**Task instructions:**
In the records below, find the line that contains "split_point(rest, budget)" and the line that contains "let mut packet = Vec::with_capacity(common_len", then retype exactly those two lines and every line between them.

[Stored data entries]
====
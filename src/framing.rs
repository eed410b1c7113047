//! ICB分帧模块 - 固定步长数据包的编码与重组
//!
//! 线路格式: [长度字节N][类型字节][N-1字节数据]
//! 长度字节 N 计入类型字节和数据，所以单个数据包最多携带 253 字节数据。
//!
//! 接收方向按 256 字节步长扫描：
//! - 长度字节为 0 的块是续包，携带 254 字节数据，消息在下一个块继续
//! - 长度字节非 0 的块是消息的最后一个数据包
//!
//! 发送方向提供两种编码：
//! - 标准模式：拆分成互相独立、各自完整的数据包（兼容不会重组的实现）
//! - 扩展模式：256 字节续包串联，尚未在真实服务器上验证，只能显式开启

use crate::message::{IcbMessage, MessageKind};
use std::io::{self, Read};
use tracing::{debug, trace};

/// 接收方向的块步长
pub const PACKET_STRIDE: usize = 256;

/// 续包中的数据字节数
pub const CONTINUATION_PAYLOAD: usize = 254;

/// 单个数据包的数据上限（长度字节只有一个字节）
pub const MAX_PACKET_DATA: usize = 253;

/// 昵称长度上限（不含）
pub const NICKNAME_MAX: usize = 64;

/// 接收缓冲区上限
pub const MAX_BUFFER_SIZE: usize = 1024 * 1024;

/// 分帧错误类型
#[derive(Debug, thiserror::Error)]
pub enum FramingError {
    #[error("同一消息内的数据包类型不一致: 期望 '{expected}'，实际 '{found}'")]
    MixedTypes { expected: char, found: char },

    #[error("消息长度超出限制: {length}字节 (最大{max}字节)")]
    MessageTooLarge { length: usize, max: usize },

    #[error("IO错误: {0}")]
    IoError(#[from] io::Error),
}

/// 发送编码方式
#[derive(Debug, Clone, Copy, PartialEq, Eq, Default)]
pub enum Encoding {
    #[default]
    Standard,
    /// 未经验证的多包编码
    Extended,
}

/// 标准模式编码器
///
/// 每个分片的数据预算为 `ceiling - (昵称长度 + 1) - 公共前缀长度`，
/// 给服务器转发时在前面插入发送者昵称留出空间。
#[derive(Debug, Clone, Copy)]
pub struct PacketEncoder {
    ceiling: usize,
    nick_len: usize,
}

impl PacketEncoder {
    pub fn new(nick_len: usize) -> Self {
        Self::with_ceiling(nick_len, MAX_PACKET_DATA)
    }

    /// 指定数据上限（不会超过 253）
    pub fn with_ceiling(nick_len: usize, ceiling: usize) -> Self {
        Self {
            ceiling: ceiling.min(MAX_PACKET_DATA),
            nick_len,
        }
    }

    /// 按给定编码方式把一个逻辑消息编码成若干段线路数据
    pub fn encode(&self, encoding: Encoding, kind: u8, payload: &[u8]) -> Vec<Vec<u8>> {
        match encoding {
            Encoding::Standard => self.encode_standard(kind, payload),
            Encoding::Extended => vec![encode_extended(kind, payload)],
        }
    }

    /// 分片预算
    pub fn budget(&self, common_len: usize) -> usize {
        self.ceiling
            .saturating_sub(self.nick_len + 1)
            .saturating_sub(common_len)
            .max(1)
    }

    /// 标准模式：拆成互相独立的数据包
    ///
    /// 公开消息和私聊命令尽量在空白或标点之后断开；私聊命令的
    /// `m\x01昵称 ` 前缀会复制到每一个分片里，保证对方收到的每一片都能投递。
    pub fn encode_standard(&self, kind: u8, payload: &[u8]) -> Vec<Vec<u8>> {
        let private = is_private_command(kind, payload);
        let common_len = if private { common_prefix_len(payload) } else { 0 };
        let (common, mut rest) = payload.split_at(common_len);
        let budget = self.budget(common_len);
        let word_split = kind == MessageKind::Open.code() || private;

        let mut packets = Vec::new();
        loop {
            let take = if rest.len() > budget {
                if word_split {
                    split_point(rest, budget)
                } else {
                    budget
                }
            } else {
                rest.len()
            };
            let (chunk, tail) = rest.split_at(take);

            // 长度字节 = 类型 + 公共前缀 + 分片 + 结尾 NUL
            let mut packet = Vec::with_capacity(common_len + take + 3);
            packet.push((common_len + take + 2) as u8);
            packet.push(kind);
            packet.extend_from_slice(common);
            packet.extend_from_slice(chunk);
            packet.push(0);
            packets.push(packet);

            rest = tail;
            if rest.is_empty() {
                break;
            }
        }

        trace!(
            "类型 '{}' 的消息 ({} 字节) 编码为 {} 个标准数据包，预算 {} 字节",
            kind as char,
            payload.len(),
            packets.len(),
            budget
        );
        packets
    }
}

/// 扩展模式：256 字节续包串联
///
/// 数据末尾隐含一个 NUL。除最后一块外都是 `[0][类型][254字节]`，
/// 最后一块是 `[r+1][类型][r字节]`，r 在 1..=254 之间，
/// 因此长度恰好是 254 倍数的消息也会得到非零长度字节的结尾块。
/// 最后一块只发送有效的 r+2 字节，后续消息的步长才能对齐。
pub fn encode_extended(kind: u8, payload: &[u8]) -> Vec<u8> {
    let mut body = Vec::with_capacity(payload.len() + 1);
    body.extend_from_slice(payload);
    body.push(0);

    let blocks = body.len().div_ceil(CONTINUATION_PAYLOAD);
    let mut wire = Vec::with_capacity(blocks * PACKET_STRIDE);
    for (index, chunk) in body.chunks(CONTINUATION_PAYLOAD).enumerate() {
        if index + 1 < blocks {
            wire.push(0);
        } else {
            wire.push((chunk.len() + 1) as u8);
        }
        wire.push(kind);
        wire.extend_from_slice(chunk);
    }

    debug!(
        "类型 '{}' 的消息 ({} 字节) 编码为 {} 个扩展块",
        kind as char,
        payload.len(),
        blocks
    );
    wire
}

/// 是否为私聊命令 (`m\x01...` 或 `msg\x01...`)
pub fn is_private_command(kind: u8, payload: &[u8]) -> bool {
    kind == MessageKind::Command.code()
        && (payload.starts_with(b"m\x01") || payload.starts_with(b"msg\x01"))
}

/// 私聊命令的公共前缀长度：到第一个空格为止（含空格）
fn common_prefix_len(payload: &[u8]) -> usize {
    match payload.iter().position(|&b| b == b' ') {
        Some(pos) if pos < NICKNAME_MAX + 3 => pos + 1,
        _ => 0,
    }
}

/// 在预算内寻找断点
///
/// 从 `budget-1` 向前扫描到下标 1，第一个空白或标点之后断开
/// （分隔符留在前一片末尾）；找不到则在预算处硬切。
pub fn split_point(chunk: &[u8], budget: usize) -> usize {
    let limit = budget.min(chunk.len());
    (1..limit)
        .rev()
        .find(|&i| is_break_byte(chunk[i]))
        .map(|i| i + 1)
        .unwrap_or(limit)
}

fn is_break_byte(b: u8) -> bool {
    b == b' ' || b == b'\t' || b.is_ascii_punctuation()
}

/// 读取结果
#[derive(Debug, Default, Clone, Copy, PartialEq, Eq)]
pub struct FillStatus {
    pub bytes_read: usize,
    /// 对端关闭了连接
    pub closed: bool,
}

/// 接收缓冲区与消息重组器
pub struct PacketReader {
    buffer: Vec<u8>,
    max_buffer_size: usize,
}

impl Default for PacketReader {
    fn default() -> Self {
        Self::new()
    }
}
====
**Task output:**
                    split_point(rest, budget)
                } else {
                    budget
                }
            } else {
                rest.len()
            };
            let (chunk, tail) = rest.split_at(take);

            // 长度字节 = 类型 + 公共前缀 + 分片 + 结尾 NUL
            let mut packet = Vec::with_capacity(common_len + take + 3);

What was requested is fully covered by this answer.